Apologies for the delayed response. I was having issues with the site for a few days getting an error message and then it was my birthday weekend. So I was planning on having some veggies and pimento cheese so figured I’d postpone the full carnivore. The reason I say I dabble is because I’m worried about cutting all the fiber since I do have IBS. I’ve finally gotten in a good place and thus next to the meat generally I’ll have either a cup or so of cauliflower, broccoli or spinach. Again all super low carb but I’m cognizant then it doesn’t make me zero carb.

Now that the festivities are over. I’m going back to almost zero carb. Will focus on the fattier meats. Generally I would say I eat about a pound of meat but I notice that when it’s steak I do feel hungry. Whereas the pork I feel full. I guess I’m relying on things I’ve read that pork is inflammatory but as you said I have to figure out what works for my body and for me it may not be inflammatory. I also get worried if I’m getting the right nutrients as everything I see being posted on carnivore threads notes that we need more red meat on this diet to get the right nutrients. Another reason I add just a bit of veg.


Hi @Finishingtouches ,
I realize that I’m jumping into your conversation not knowing the whole background but you may just find that fiber could be part of, or “the”, problem.
If you get a chance check out Dr. Paul Mason. He has some talks up on youtube looking into fiber. It’s well worth checking out.

(Vic) #1824

Couple questions, Not carnivore but I am a meat leaning ketor looking into Carnivor info

1 is dairy a no go on carnivor I mean cheese and butter mainly

2 you said beef and chicken bad was that sarcasm ( seems like it might be not sure) or did you mean that

3 You said carbs in meat/ seafood, I do know some shellfish have carb but is there carbs in meat,( I mean other then deli meats)

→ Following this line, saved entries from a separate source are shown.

pub mod aggregator;
pub mod analytics;
pub mod attempts;
pub mod error;
pub mod observer;
pub mod protocol;
pub mod queue;
pub mod reveal;
pub mod runner;
pub mod scoring;
pub mod session;
pub mod timings;

pub use aggregator::SessionAggregator;
pub use analytics::{local_accuracy, AccuracyTier, SessionAnalytics};
pub use attempts::{AttemptTracker, RetryDecision};
pub use error::PracticeError;
pub use observer::{PracticeObserver, SilentObserver};
pub use protocol::{InputProtocol, Phase, PhaseStep};
pub use queue::{QueueStep, WordQueue};
pub use reveal::{RevealFrame, RevealPacing, RevealPolicy, RevealSequence};
pub use runner::{
    LearnerAction, PracticeRunner, ScriptedTypedInput, SessionEnd, SessionReport, TypedInput,
};
pub use scoring::{normalize_spoken, normalize_typed, SpellingChecker, Verdict};
pub use session::{
    Answer, Effect, InputChannel, Outcome, PracticeSession, Prompt, Stage, Transition,
};
pub use timings::SessionTimings;
use std::time::Duration;

use serde::{Deserialize, Serialize};

pub const DEFAULT_BASE_URL: &str = "https://spelling-backend.onrender.com/api";

#[derive(Clone, Debug, Serialize, Deserialize, PartialEq)]
#[serde(default)]
pub struct ApiConfig {
    pub base_url: String,
    /// Per-request timeout, seconds.
    pub timeout_secs: u64,
    pub refresh_timeout_secs: u64,
    pub retry_pause_ms: u64,
}

impl Default for ApiConfig {
    fn default() -> Self {
        Self {
            base_url: DEFAULT_BASE_URL.to_string(),
            timeout_secs: 90,
            refresh_timeout_secs: 30,
            retry_pause_ms: 1_000,
        }
    }
}

impl ApiConfig {
    pub fn timeout(&self) -> Duration {
        Duration::from_secs(self.timeout_secs)
    }

    pub fn refresh_timeout(&self) -> Duration {
        Duration::from_secs(self.refresh_timeout_secs)
    }

    pub fn retry_pause(&self) -> Duration {
        Duration::from_millis(self.retry_pause_ms)
    }

    pub fn endpoint(&self, path: &str) -> String {
        format!(
            "{}/{}",
            self.base_url.trim_end_matches('/'),
            path.trim_start_matches('/')
        )
    }
}

#[cfg(test)]
mod tests {
    use super::*;

    #[test]
    fn endpoint_joins_slashes() {
        let config = ApiConfig {
            base_url: "http://localhost:3000/api/".into(),
            ..Default::default()
        };
        assert_eq!(
            config.endpoint("/practice/start"),
            "http://localhost:3000/api/practice/start"
        );
        assert_eq!(config.timeout(), Duration::from_secs(90));
    }
}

4 you mentioned about water to close to meals I have not heard this before what is this about, should I not drink water near a meal


How to add more satiety. I found that having a large mug of salty, beef bone broth adds to the overall satiety of a beef steak meal. You can drink it before, during or after. About 300ml.

The bone broth from simmering beef bones with salt for a long time to get a gelatinous broth with a fat cap on top when it is jarred and refrigerated. There is some fat. But not the same as adding tallow or butter. There is quite a lot of collagen, and I wonder, if that is what creates the satiety?